• **WHAT YOU HAVE TO DO**
The expected output is every entry that follows, reproduced exactly.

[Collected data entries]
<<<<
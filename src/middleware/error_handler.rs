use axum::{
    body::{Body, to_bytes},
    http::Request,
    middleware::Next,
    response::Response,
};
use tracing::error;

// 错误响应体只读这么多用于日志
const ERROR_BODY_LOG_LIMIT: usize = 4096;

/// 记录所有 5xx 响应的请求路径和响应体
pub async fn log_errors(req: Request<Body>, next: Next) -> Response {
    let method = req.method().clone();
    let uri = req.uri().clone();
    let response = next.run(req).await;

    if !response.status().is_server_error() {
        return response;
    }

    let (mut parts, body) = response.into_parts();
    let bytes = match to_bytes(body, ERROR_BODY_LOG_LIMIT).await {
        Ok(b) => b,
        Err(e) => {
            error!("{} {} failed with {}, body unreadable: {}", method, uri, parts.status, e);
            return Response::from_parts(parts, Body::empty());
        }
    };

    error!(
        "{} {} failed - Status: {}, Body: {}",
        method,
        uri,
        parts.status,
        String::from_utf8_lossy(&bytes)
    );

    // body 已被读取，重新构建响应
    parts.headers.remove(axum::http::header::CONTENT_LENGTH);
    Response::from_parts(parts, Body::from(bytes))
}
/// Application state and router builder
///
/// # Example
///
/// ```
/// use std::collections::HashMap;
/// use std::sync::Arc;
/// use todo_api::{app::{build_router, AppState}, config::Config};
/// use todo_shared::store::memory::MemoryStore;
///
/// let vars = HashMap::from([
///     ("JWT_SECRET", "an-example-secret-that-is-32-chars!"),
///     ("STORAGE_BACKEND", "memory"),
/// ]);
/// let config = Config::from_lookup(|key| vars.get(key).map(|v| v.to_string())).unwrap();
///
/// let state = AppState::new(Arc::new(MemoryStore::new()), config);
/// let app = build_router(state);
/// ```

use crate::{
    config::Config,
    middleware::{auth::require_auth, security::SecurityHeadersLayer},
    routes::tasks::TOTAL_COUNT_HEADER,
};
use axum::{
    http::{header, HeaderName, HeaderValue, Method},
    middleware::from_fn_with_state,
    routing::{get, patch, post},
    Router,
};
use std::sync::Arc;
use todo_shared::{
    auth::jwt::TokenService,
    services::{tasks::TaskService, users::UserDirectory},
    store::{StoreHealth, TaskStore, UserStore},
};
use tower_http::{
    cors::CorsLayer,
    trace::{DefaultMakeSpan, DefaultOnResponse, TraceLayer},
};
use tracing::Level;

/// Shared application state
///
/// Cloned into every handler through axum's `State` extractor; every field is
/// a cheap handle.
#[derive(Clone)]
pub struct AppState {
    pub users: UserDirectory,
    pub tasks: TaskService,
    pub tokens: Arc<TokenService>,

    /// Storage backend liveness for `/health`
    pub health: Arc<dyn StoreHealth>,

    pub config: Arc<Config>,
}

impl AppState {
    /// Builds state over a single storage backend
    pub fn new<S>(store: Arc<S>, config: Config) -> Self
    where
        S: UserStore + TaskStore + StoreHealth + 'static,
    {
        let tokens = TokenService::new(&config.jwt.secret, config.token_ttl());

        Self {
            users: UserDirectory::new(store.clone()),
            tasks: TaskService::new(store.clone(), config.pagination()),
            tokens: Arc::new(tokens),
            health: store,
            config: Arc::new(config),
        }
    }
}

/// Builds the complete router with all routes and middleware
///
/// ```text
/// /
/// ├── GET /health
/// └── /api
///     ├── /auth
///     │   ├── POST /register
///     │   ├── POST /login
///     │   ├── POST /logout
///     │   └── GET  /me                          (auth)
///     └── /:user_id/tasks                       (auth)
///         ├── GET | POST /
///         ├── GET | PUT | DELETE /:task_id
///         └── PATCH /:task_id/complete
/// ```
///
/// Unmatched routes answer with a 404 envelope and known paths hit with the
/// wrong method with a 405 envelope. On protected paths the 405 is only
/// reached after authentication.
pub fn build_router(state: AppState) -> Router {
    use crate::routes;

    let auth_routes = Router::new()
        .route("/register", post(routes::auth::register))
        .route("/login", post(routes::auth::login))
        .route("/logout", post(routes::auth::logout))
        .method_not_allowed_fallback(routes::method_not_allowed)
        .merge(
            Router::new()
                .route("/me", get(routes::auth::me))
                .method_not_allowed_fallback(routes::method_not_allowed)
                .route_layer(from_fn_with_state(state.clone(), require_auth)),
        );

    let task_routes = Router::new()
        .route(
            "/:user_id/tasks",
            get(routes::tasks::list_tasks).post(routes::tasks::create_task),
        )
        .route(
            "/:user_id/tasks/:task_id",
            get(routes::tasks::get_task)
                .put(routes::tasks::update_task)
                .delete(routes::tasks::delete_task),
        )
        .route(
            "/:user_id/tasks/:task_id/complete",
            patch(routes::tasks::toggle_task),
        )
        .method_not_allowed_fallback(routes::method_not_allowed)
        .route_layer(from_fn_with_state(state.clone(), require_auth));

    let api_routes = Router::new()
        .nest("/auth", auth_routes)
        .merge(task_routes);

    let cors = if state.config.cors_allows_any() {
        CorsLayer::permissive()
    } else {
        let origins: Vec<HeaderValue> = state
            .config
            .api
            .cors_origins
            .iter()
            .filter_map(|origin| origin.parse().ok())
            .collect();

        CorsLayer::new()
            .allow_origin(origins)
            .allow_methods([
                Method::GET,
                Method::POST,
                Method::PUT,
                Method::PATCH,
                Method::DELETE,
                Method::OPTIONS,
            ])
            .allow_headers([header::AUTHORIZATION, header::CONTENT_TYPE])
            .expose_headers([HeaderName::from_static(TOTAL_COUNT_HEADER)])
            .allow_credentials(true)
            .max_age(std::time::Duration::from_secs(3600))
    };

    Router::new()
        .route("/health", get(routes::health::health_check))
        .method_not_allowed_fallback(routes::method_not_allowed)
        .nest("/api", api_routes)
        .fallback(routes::not_found)
        .layer(
            TraceLayer::new_for_http()
                .make_span_with(DefaultMakeSpan::new().level(Level::INFO))
                .on_response(DefaultOnResponse::new().level(Level::INFO)),
        )
        .layer(cors)
        .layer(SecurityHeadersLayer::new(state.config.api.production))
        .with_state(state)
}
>>>>
• **RESULT OF THE TASK**
filename src/middleware/error_handler.rs
use axum::{
    body::{Body, to_bytes},
    http::Request,
    middleware::Next,
    response::Response,
};
use tracing::error;

// 错误响应体只读这么多用于日志
const ERROR_BODY_LOG_LIMIT: usize = 4096;

/// 记录所有 5xx 响应的请求路径和响应体
pub async fn log_errors(req: Request<Body>, next: Next) -> Response {
    let method = req.method().clone();
    let uri = req.uri().clone();
    let response = next.run(req).await;

    if !response.status().is_server_error() {
        return response;
    }

    let (mut parts, body) = response.into_parts();
    let bytes = match to_bytes(body, ERROR_BODY_LOG_LIMIT).await {
        Ok(b) => b,
        Err(e) => {
            error!("{} {} failed with {}, body unreadable: {}", method, uri, parts.status, e);
            return Response::from_parts(parts, Body::empty());
        }
    };

    error!(
        "{} {} failed - Status: {}, Body: {}",
        method,
        uri,
        parts.status,
        String::from_utf8_lossy(&bytes)
    );

    // body 已被读取，重新构建响应
    parts.headers.remove(axum::http::header::CONTENT_LENGTH);
    Response::from_parts(parts, Body::from(bytes))
}
/// Application state and router builder
///
/// # Example
///
/// ```
/// use std::collections::HashMap;
/// use std::sync::Arc;
/// use todo_api::{app::{build_router, AppState}, config::Config};
/// use todo_shared::store::memory::MemoryStore;
///
/// let vars = HashMap::from([
///     ("JWT_SECRET", "an-example-secret-that-is-32-chars!"),
///     ("STORAGE_BACKEND", "memory"),
/// ]);
/// let config = Config::from_lookup(|key| vars.get(key).map(|v| v.to_string())).unwrap();
///
/// let state = AppState::new(Arc::new(MemoryStore::new()), config);
/// let app = build_router(state);
/// ```

use crate::{
    config::Config,
    middleware::{auth::require_auth, security::SecurityHeadersLayer},
    routes::tasks::TOTAL_COUNT_HEADER,
};
use axum::{
    http::{header, HeaderName, HeaderValue, Method},
    middleware::from_fn_with_state,
    routing::{get, patch, post},
    Router,
};
use std::sync::Arc;
use todo_shared::{
    auth::jwt::TokenService,
    services::{tasks::TaskService, users::UserDirectory},
    store::{StoreHealth, TaskStore, UserStore},
};
use tower_http::{
    cors::CorsLayer,
    trace::{DefaultMakeSpan, DefaultOnResponse, TraceLayer},
};
use tracing::Level;

/// Shared application state
///
/// Cloned into every handler through axum's `State` extractor; every field is
/// a cheap handle.
#[derive(Clone)]
pub struct AppState {
    pub users: UserDirectory,
    pub tasks: TaskService,
    pub tokens: Arc<TokenService>,

    /// Storage backend liveness for `/health`
    pub health: Arc<dyn StoreHealth>,

    pub config: Arc<Config>,
}

impl AppState {
    /// Builds state over a single storage backend
    pub fn new<S>(store: Arc<S>, config: Config) -> Self
    where
        S: UserStore + TaskStore + StoreHealth + 'static,
    {
        let tokens = TokenService::new(&config.jwt.secret, config.token_ttl());

        Self {
            users: UserDirectory::new(store.clone()),
            tasks: TaskService::new(store.clone(), config.pagination()),
            tokens: Arc::new(tokens),
            health: store,
            config: Arc::new(config),
        }
    }
}

/// Builds the complete router with all routes and middleware
///
/// ```text
/// /
/// ├── GET /health
/// └── /api
///     ├── /auth
///     │   ├── POST /register
///     │   ├── POST /login
///     │   ├── POST /logout
///     │   └── GET  /me                          (auth)
///     └── /:user_id/tasks                       (auth)
///         ├── GET | POST /
///         ├── GET | PUT | DELETE /:task_id
///         └── PATCH /:task_id/complete
/// ```
///
/// Unmatched routes answer with a 404 envelope and known paths hit with the
/// wrong method with a 405 envelope. On protected paths the 405 is only
/// reached after authentication.
pub fn build_router(state: AppState) -> Router {
    use crate::routes;

    let auth_routes = Router::new()
        .route("/register", post(routes::auth::register))
        .route("/login", post(routes::auth::login))
        .route("/logout", post(routes::auth::logout))
        .method_not_allowed_fallback(routes::method_not_allowed)
        .merge(
            Router::new()
                .route("/me", get(routes::auth::me))
                .method_not_allowed_fallback(routes::method_not_allowed)
                .route_layer(from_fn_with_state(state.clone(), require_auth)),
        );

    let task_routes = Router::new()
        .route(
            "/:user_id/tasks",
            get(routes::tasks::list_tasks).post(routes::tasks::create_task),
        )
        .route(
            "/:user_id/tasks/:task_id",
            get(routes::tasks::get_task)
                .put(routes::tasks::update_task)
                .delete(routes::tasks::delete_task),
        )
        .route(
            "/:user_id/tasks/:task_id/complete",
            patch(routes::tasks::toggle_task),
        )
        .method_not_allowed_fallback(routes::method_not_allowed)
        .route_layer(from_fn_with_state(state.clone(), require_auth));

    let api_routes = Router::new()
        .nest("/auth", auth_routes)
        .merge(task_routes);

    let cors = if state.config.cors_allows_any() {
        CorsLayer::permissive()
    } else {
        let origins: Vec<HeaderValue> = state
            .config
            .api
            .cors_origins
            .iter()
            .filter_map(|origin| origin.parse().ok())
            .collect();

        CorsLayer::new()
            .allow_origin(origins)
            .allow_methods([
                Method::GET,
                Method::POST,
                Method::PUT,
                Method::PATCH,
                Method::DELETE,
                Method::OPTIONS,
            ])
            .allow_headers([header::AUTHORIZATION, header::CONTENT_TYPE])
            .expose_headers([HeaderName::from_static(TOTAL_COUNT_HEADER)])
            .allow_credentials(true)
            .max_age(std::time::Duration::from_secs(3600))
    };

    Router::new()
        .route("/health", get(routes::health::health_check))
        .method_not_allowed_fallback(routes::method_not_allowed)
        .nest("/api", api_routes)
        .fallback(routes::not_found)
        .layer(
            TraceLayer::new_for_http()
                .make_span_with(DefaultMakeSpan::new().level(Level::INFO))
                .on_response(DefaultOnResponse::new().level(Level::INFO)),
        )
        .layer(cors)
        .layer(SecurityHeadersLayer::new(state.config.api.production))
        .with_state(state)
}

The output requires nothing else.